The loss of generating capacity is “over seven times the amount originally predicted by EPA modeling,” IER’s updated report, released October 7, noted.
“Originally, EPA calculated that only 9.5 GW of electrical generating capacity would close as a result of its MATS (Mercury and Air Toxics Standard) and CSAPR (Cross State Air Pollution Rule) rules,” the report stated.
“Before President Obama’s newly proposed [carbon dioxide] regulations on existing power plants even begin to take effect, however, it is clear that actual number will now be much higher,” the report continued, adding that the closures will take “enough electrical generation capacity to reliably power 44.7 million homes – or every home in every state west of the Mississippi, excluding Texas” off the grid.
Over 94 percent of the closures involve coal-fired power plants, which currently provide one-fifth of the nation’s electricity, even though coal was the only fuel that was able to keep up with the higher demand during last January's polar vortex.
The result will be higher utility prices and lower reliability, IER warned.
“This past winter demonstrated in real time the value of the existing coal fleet. During the winter of 2014, coal was the only fuel with the ability to meet demand increases for electricity, providing 92 percent of incremental electricity in January/February, 2014 versus the same months in 2013,” the IER report stated.
“Americans were harmed as the relentless cold indicated that prudent utility practices require large, baseload coal plants to stabilize the grid, keep society functioning, and maintain electricity availability.”

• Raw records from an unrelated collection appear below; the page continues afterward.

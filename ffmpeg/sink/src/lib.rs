/*!
    Media output and muxing for the ffmpeg media writing crates.

    This crate handles the output side of the pipeline. It creates a
    container for a path, adds the streams the encoders describe, and
    writes their packets in interleaved order, finishing with the
    container trailer.

    ```ignore
    use ffmpeg_sink::Sink;
    use ffmpeg_types::{StreamType, Tags};

    let mut sink = Sink::create("out.mov", &Tags::new())?;
    sink.add_stream(StreamType::Video, encoder.parameters(), encoder.time_base(), &Tags::new())?;
    sink.write_header()?;
    for packet in packets {
        sink.write(&packet)?;
    }
    sink.finish()?;
    ```
*/

mod sink;

pub use ffmpeg_types::ContainerFormat;
pub use sink::{PacketSink, Sink};
/*!
    Caller-supplied media and encoder-sized audio frames.
*/

use crate::{
    ChannelLayout, Error, HDR_TAG, HdrMetadata, MediaDuration, PixelFormat, Pts, Rational, Result,
    SampleFormat, Tags,
};

/**
    Memory layout of an image buffer.
*/
#[derive(Clone, Copy, Debug, PartialEq, Eq)]
pub struct ImageLayout {
    /// Rows are stored last row first
    pub bottom_up: bool,
    /// Row alignment in bytes, each plane row starts on a multiple of this
    pub alignment: usize,
}

impl Default for ImageLayout {
    fn default() -> Self {
        Self {
            bottom_up: false,
            alignment: 1,
        }
    }
}

/**
    Position of one plane inside an image buffer.
*/
#[derive(Clone, Copy, Debug, PartialEq, Eq)]
pub struct PlaneLayout {
    /// Byte offset of the first stored row
    pub offset: usize,
    /// Distance in bytes between consecutive stored rows
    pub stride: usize,
    /// Bytes of pixel data in one row
    pub row_bytes: usize,
    /// Number of rows
    pub rows: usize,
}

/**
    Size, pixel type and layout of an image.
*/
#[derive(Clone, Copy, Debug, PartialEq, Eq)]
pub struct ImageInfo {
    pub width: u32,
    pub height: u32,
    pub format: PixelFormat,
    pub layout: ImageLayout,
}

impl ImageInfo {
    /**
        Create image info with the default (top-down, unaligned) layout.
    */
    pub fn new(width: u32, height: u32, format: PixelFormat) -> Self {
        Self {
            width,
            height,
            format,
            layout: ImageLayout::default(),
        }
    }

    pub fn with_layout(mut self, layout: ImageLayout) -> Self {
        self.layout = layout;
        self
    }

    /**
        Planes in storage order, each one directly following the previous.
    */
    pub fn plane_layout(&self) -> Vec<PlaneLayout> {
        let alignment = self.layout.alignment.max(1);
        let mut offset = 0;
        self.format
            .planes(self.width, self.height)
            .into_iter()
            .map(|shape| {
                let stride = shape.row_bytes.div_ceil(alignment) * alignment;
                let plane = PlaneLayout {
                    offset,
                    stride,
                    row_bytes: shape.row_bytes,
                    rows: shape.rows,
                };
                offset += stride * shape.rows;
                plane
            })
            .collect()
    }

    /**
        Total number of bytes a buffer for this image must hold.
    */
    pub fn expected_len(&self) -> usize {
        self.plane_layout()
            .iter()
            .map(|p| p.stride * p.rows)
            .sum()
    }
}

/**
    A raw image handed to the writer.

    Planar formats store their planes back to back, in FFmpeg plane order.
*/
#[derive(Clone, Debug)]
pub struct Image {
    pub info: ImageInfo,
    pub data: Vec<u8>,
    /// Free-form tags, the `"hdr"` tag carries a JSON [`HdrMetadata`] record
    pub tags: Tags,
}

impl Image {
    /**
        Create an image, checking that the buffer is large enough.
    */
    pub fn new(info: ImageInfo, data: Vec<u8>) -> Result<Self> {
        let image = Self {
            info,
            data,
            tags: Tags::new(),
        };
        image.validate()?;
        Ok(image)
    }

    /**
        Check dimensions and buffer size against the image info.
    */
    pub fn validate(&self) -> Result<()> {
        if self.info.width == 0 || self.info.height == 0 {
            return Err(Error::invalid_data(format!(
                "image has empty dimensions {}x{}",
                self.info.width, self.info.height
            )));
        }
        let expected = self.info.expected_len();
        if self.data.len() < expected {
            return Err(Error::invalid_data(format!(
                "{}x{} {} image needs {expected} bytes, got {}",
                self.info.width,
                self.info.height,
                self.info.format,
                self.data.len()
            )));
        }
        Ok(())
    }

    pub fn with_tag(mut self, key: impl Into<String>, value: impl Into<String>) -> Self {
        self.tags.insert(key.into(), value.into());
        self
    }

    pub fn tag(&self, key: &str) -> Option<&str> {
        self.tags.get(key).map(String::as_str)
    }

    /**
        Parse the `"hdr"` tag, if present.
    */
    pub fn hdr(&self) -> Option<Result<HdrMetadata>> {
        self.tag(HDR_TAG).map(HdrMetadata::from_json)
    }
}

/**
    A chunk of raw audio handed to the writer.

    Packed formats interleave channels sample by sample, planar formats
    store one plane per channel back to back.
*/
#[derive(Clone, Debug)]
pub struct AudioBuffer {
    pub channels: u16,
    pub format: SampleFormat,
    pub sample_rate: u32,
    /// Samples per channel
    pub samples: usize,
    pub data: Vec<u8>,
}

impl AudioBuffer {
    /**
        Create a buffer, checking that the data length matches.
    */
    pub fn new(
        channels: u16,
        format: SampleFormat,
        sample_rate: u32,
        samples: usize,
        data: Vec<u8>,
    ) -> Result<Self> {
        let buffer = Self {
            channels,
            format,
            sample_rate,
            samples,
            data,
        };
        buffer.validate()?;
        Ok(buffer)
    }

    /**
        Create an interleaved F32 buffer from samples.
    */
    pub fn from_f32(channels: u16, sample_rate: u32, interleaved: &[f32]) -> Result<Self> {
        let per_channel = interleaved.len() / channels.max(1) as usize;
        let data = interleaved.iter().flat_map(|s| s.to_ne_bytes()).collect();
        Self::new(channels, SampleFormat::F32, sample_rate, per_channel, data)
    }

    /**
        Create an interleaved S16 buffer from samples.
    */
    pub fn from_i16(channels: u16, sample_rate: u32, interleaved: &[i16]) -> Result<Self> {
        let per_channel = interleaved.len() / channels.max(1) as usize;
        let data = interleaved.iter().flat_map(|s| s.to_ne_bytes()).collect();
        Self::new(channels, SampleFormat::S16, sample_rate, per_channel, data)
    }

    pub fn expected_len(&self) -> usize {
        self.samples * self.channels as usize * self.format.bytes_per_sample()
    }

    pub fn validate(&self) -> Result<()> {
        if self.channels == 0 || self.sample_rate == 0 {
            return Err(Error::invalid_data(format!(
                "audio buffer with {} channels at {} Hz",
                self.channels, self.sample_rate
            )));
        }
        if self.data.len() != self.expected_len() {
            return Err(Error::invalid_data(format!(
                "{} samples x {} channels of {} need {} bytes, got {}",
                self.samples,
                self.channels,
                self.format,
                self.expected_len(),
                self.data.len()
            )));
        }
        Ok(())
    }
}

/**
    An audio frame sized for an encoder.

    Planar formats store `channels` planes of `samples * bytes_per_sample`
    bytes back to back.
*/
#[derive(Clone, Debug)]
pub struct AudioFrame {
    /**
        Raw sample data as bytes.

        For interleaved stereo F32: [L0, R0, L1, R1, ...]
    */
    pub data: Vec<u8>,
    /**
        Number of samples per channel.
    */
    pub samples: usize,
    /**
        Sample rate in Hz.
    */
    pub sample_rate: u32,
    /**
        Channel layout.
    */
    pub channels: ChannelLayout,
    /**
        Sample format.
    */
    pub format: SampleFormat,
    /**
        Presentation timestamp.
    */
    pub pts: Option<Pts>,
    /**
        Duration in time_base units.
    */
    pub duration: MediaDuration,
    /**
        Time base for interpreting the PTS.
    */
    pub time_base: Rational,
}

impl AudioFrame {
    /**
        Returns the total number of samples (samples per channel * channels).
    */
    pub fn total_samples(&self) -> usize {
        self.samples * self.channels.channels() as usize
    }

    /**
        Returns the expected data length in bytes.
    */
    pub fn expected_data_len(&self) -> usize {
        self.total_samples() * self.format.bytes_per_sample()
    }

    /**
        Number of planes, one per channel for planar formats.
    */
    pub fn plane_count(&self) -> usize {
        if self.format.is_planar() {
            self.channels.channels() as usize
        } else {
            1
        }
    }

    /**
        Bytes of a single plane.
    */
    pub fn plane(&self, index: usize) -> &[u8] {
        let len = self.data.len() / self.plane_count();
        &self.data[index * len..(index + 1) * len]
    }
}

static_assertions::assert_impl_all!(Image: Send, Sync);
static_assertions::assert_impl_all!(AudioBuffer: Send, Sync);
static_assertions::assert_impl_all!(AudioFrame: Send, Sync);

#[cfg(test)]
mod tests {
    use super::*;

    #[test]
    fn packed_image_size() {
        let info = ImageInfo::new(3, 2, PixelFormat::Rgb24);
        assert_eq!(info.expected_len(), 18);
        assert!(Image::new(info, vec![0; 18]).is_ok());
        assert!(Image::new(info, vec![0; 17]).is_err());
    }

    #[test]
    fn aligned_rows() {
        let info = ImageInfo::new(3, 2, PixelFormat::Rgb24).with_layout(ImageLayout {
            bottom_up: true,
            alignment: 4,
        });
        let planes = info.plane_layout();
        assert_eq!(planes[0].stride, 12);
        assert_eq!(planes[0].row_bytes, 9);
        assert_eq!(info.expected_len(), 24);
    }

    #[test]
    fn planar_offsets() {
        let info = ImageInfo::new(4, 4, PixelFormat::Yuv420p);
        let planes = info.plane_layout();
        assert_eq!(planes.len(), 3);
        assert_eq!(planes[1].offset, 16);
        assert_eq!(planes[2].offset, 20);
        assert_eq!(info.expected_len(), 24);
    }

    #[test]
    fn empty_image_rejected() {
        let info = ImageInfo::new(0, 4, PixelFormat::Gray8);
        assert!(Image::new(info, vec![]).is_err());
    }

    #[test]
    fn hdr_tag_parsing() {
        let info = ImageInfo::new(1, 1, PixelFormat::Gray8);
        let image = Image::new(info, vec![0]).unwrap();
        assert!(image.hdr().is_none());

        let image = image.with_tag(HDR_TAG, r#"{"maxCLL": 1000, "maxFALL": 400}"#);
        let hdr = image.hdr().unwrap().unwrap();
        assert_eq!(hdr.max_fall, 400.0);

        let image = image.with_tag(HDR_TAG, "oops");
        assert!(image.hdr().unwrap().is_err());
    }

    #[test]
    fn audio_buffer_validation() {
        let buffer = AudioBuffer::from_f32(2, 48000, &[0.0; 8]).unwrap();
        assert_eq!(buffer.samples, 4);
        assert_eq!(buffer.data.len(), 32);

        assert!(AudioBuffer::new(2, SampleFormat::S16, 48000, 4, vec![0; 15]).is_err());
        assert!(AudioBuffer::new(0, SampleFormat::S16, 48000, 0, vec![]).is_err());
    }

    #[test]
    fn audio_frame_planes() {
        let frame = AudioFrame {
            data: (0u8..16).collect(),
            samples: 2,
            sample_rate: 48000,
            channels: ChannelLayout::Stereo,
            format: SampleFormat::F32Planar,
            pts: Some(Pts(0)),
            duration: MediaDuration(2),
            time_base: Rational::new(1, 48000),
        };
        assert_eq!(frame.plane_count(), 2);
        assert_eq!(frame.plane(1), &[8, 9, 10, 11, 12, 13, 14, 15]);
        assert_eq!(frame.expected_data_len(), 16);
    }
}
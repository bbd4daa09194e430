/*!
    Write session options.
*/

use std::collections::HashMap;
use std::path::PathBuf;

use tracing::debug;

use ffmpeg_encode::{ColorOverrides, VideoProfile};
use ffmpeg_types::{CodecId, Error, PixelFormat, Result, Tags};

/**
    Options for a [`WriteSession`](crate::WriteSession).

    Anything not set falls back to the negotiated defaults.
*/
#[derive(Clone, Debug, Default, PartialEq)]
pub struct WriteOptions {
    /// Requested audio codec (None = container default).
    pub audio_codec: Option<CodecId>,
    /// Video profile to write.
    pub profile: VideoProfile,
    /// Prefer a hardware video encoder.
    pub hardware: bool,
    /// Requested encoder pixel format (None = profile default).
    pub pixel_format: Option<PixelFormat>,
    /// Color metadata overrides.
    pub color: ColorOverrides,
    /// Frame rate override, only honored when no audio is written.
    pub speed: Option<f64>,
    /// File of `key: value` encoder options.
    pub preset_file: Option<PathBuf>,
    /// SMPTE start timecode.
    pub timecode: Option<String>,
    /// Container metadata.
    pub tags: Tags,
}

impl WriteOptions {
    /**
        Build options from a raw string map.

        Recognized keys are `AudioCodec`, `WriteProfile`, `HardwareEncode`,
        `PixelFormat`, `ColorRange`, `ColorSpace`, `ColorPrimaries`,
        `ColorTRC`, `Speed`, `PresetFile` and `timecode`. Every other key is
        kept as a container tag.
    */
    pub fn from_map(map: &HashMap<String, String>) -> Result<Self> {
        let mut options = Self::default();
        for (key, value) in map {
            match key.as_str() {
                "AudioCodec" => options.audio_codec = Some(value.parse()?),
                "WriteProfile" => options.profile = value.parse()?,
                "HardwareEncode" => options.hardware = parse_bool(key, value)?,
                "PixelFormat" => options.pixel_format = Some(value.parse()?),
                "ColorRange" => options.color.range = Some(value.parse()?),
                "ColorSpace" => options.color.space = Some(value.parse()?),
                "ColorPrimaries" => options.color.primaries = Some(value.parse()?),
                "ColorTRC" => options.color.transfer = Some(value.parse()?),
                "Speed" => {
                    let speed = value.trim().parse::<f64>().map_err(|e| {
                        Error::config(format!("Speed '{value}' is not a number: {e}"))
                    })?;
                    options.speed = Some(speed);
                }
                "PresetFile" => options.preset_file = Some(PathBuf::from(value)),
                "timecode" => options.timecode = Some(value.clone()),
                _ => {
                    debug!(key = %key, "passing option through as tag");
                    options.tags.insert(key.clone(), value.clone());
                }
            }
        }
        Ok(options)
    }

    pub fn with_audio_codec(mut self, codec: CodecId) -> Self {
        self.audio_codec = Some(codec);
        self
    }

    pub fn with_profile(mut self, profile: VideoProfile) -> Self {
        self.profile = profile;
        self
    }

    pub fn with_hardware(mut self, hardware: bool) -> Self {
        self.hardware = hardware;
        self
    }

    pub fn with_pixel_format(mut self, format: PixelFormat) -> Self {
        self.pixel_format = Some(format);
        self
    }

    pub fn with_color(mut self, color: ColorOverrides) -> Self {
        self.color = color;
        self
    }

    /**
        Override the frame rate. Ignored when the session also writes audio.
    */
    pub fn with_speed(mut self, fps: f64) -> Self {
        self.speed = Some(fps);
        self
    }

    pub fn with_preset_file(mut self, path: impl Into<PathBuf>) -> Self {
        self.preset_file = Some(path.into());
        self
    }

    pub fn with_timecode(mut self, timecode: impl Into<String>) -> Self {
        self.timecode = Some(timecode.into());
        self
    }

    pub fn with_tag(mut self, key: impl Into<String>, value: impl Into<String>) -> Self {
        self.tags.insert(key.into(), value.into());
        self
    }

    /**
        Check option values that can be rejected without touching FFmpeg.
    */
    pub fn validate(&self) -> Result<()> {
        if let Some(speed) = self.speed
            && !(speed.is_finite() && speed > 0.0)
        {
            return Err(Error::config(format!("Speed must be positive, got {speed}")));
        }
        if let Some(codec) = self.audio_codec
            && !codec.is_audio()
        {
            return Err(Error::config(format!("{codec} is not an audio codec")));
        }
        Ok(())
    }
}

fn parse_bool(key: &str, value: &str) -> Result<bool> {
    match value.trim().to_ascii_lowercase().as_str() {
        "1" | "true" | "yes" | "on" => Ok(true),
        "0" | "false" | "no" | "off" | "" => Ok(false),
        _ => Err(Error::config(format!("{key} expects a boolean, got '{value}'"))),
    }
}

“An unprecedented amount of planned generation retirements driven largely by environmental regulations... places upward pressure on prices,” according to PJM’s 2015/16 power auction report, which noted that the wholesale cost of electricity will go up next year for its 61 million customers living in 13 Northeast, Mid-Atlantic and Midwestern states and the District of Columbia.
PJM Interconnection manages 62,566 miles of high-voltage transmission lines in “all or parts of Delaware, Illinois, Indiana, Kentucky, Maryland, Michigan, New Jersey, North Carolina, Ohio, Pennsylvania, Tennessee, Virginia, West Virginia and the District of Columbia.”
Coal accounts for the majority (41 percent) of the fuel generated for PJM's section of the grid, followed by nuclear (18 percent), natural gas (16 percent), and oil (6 percent).
Last Tuesday, members of the United Mine Workers of America protested the EPA regulations at the agency’s headquarters in Washington because they said closure of the coal-powered power plants will decimate coalfield communities.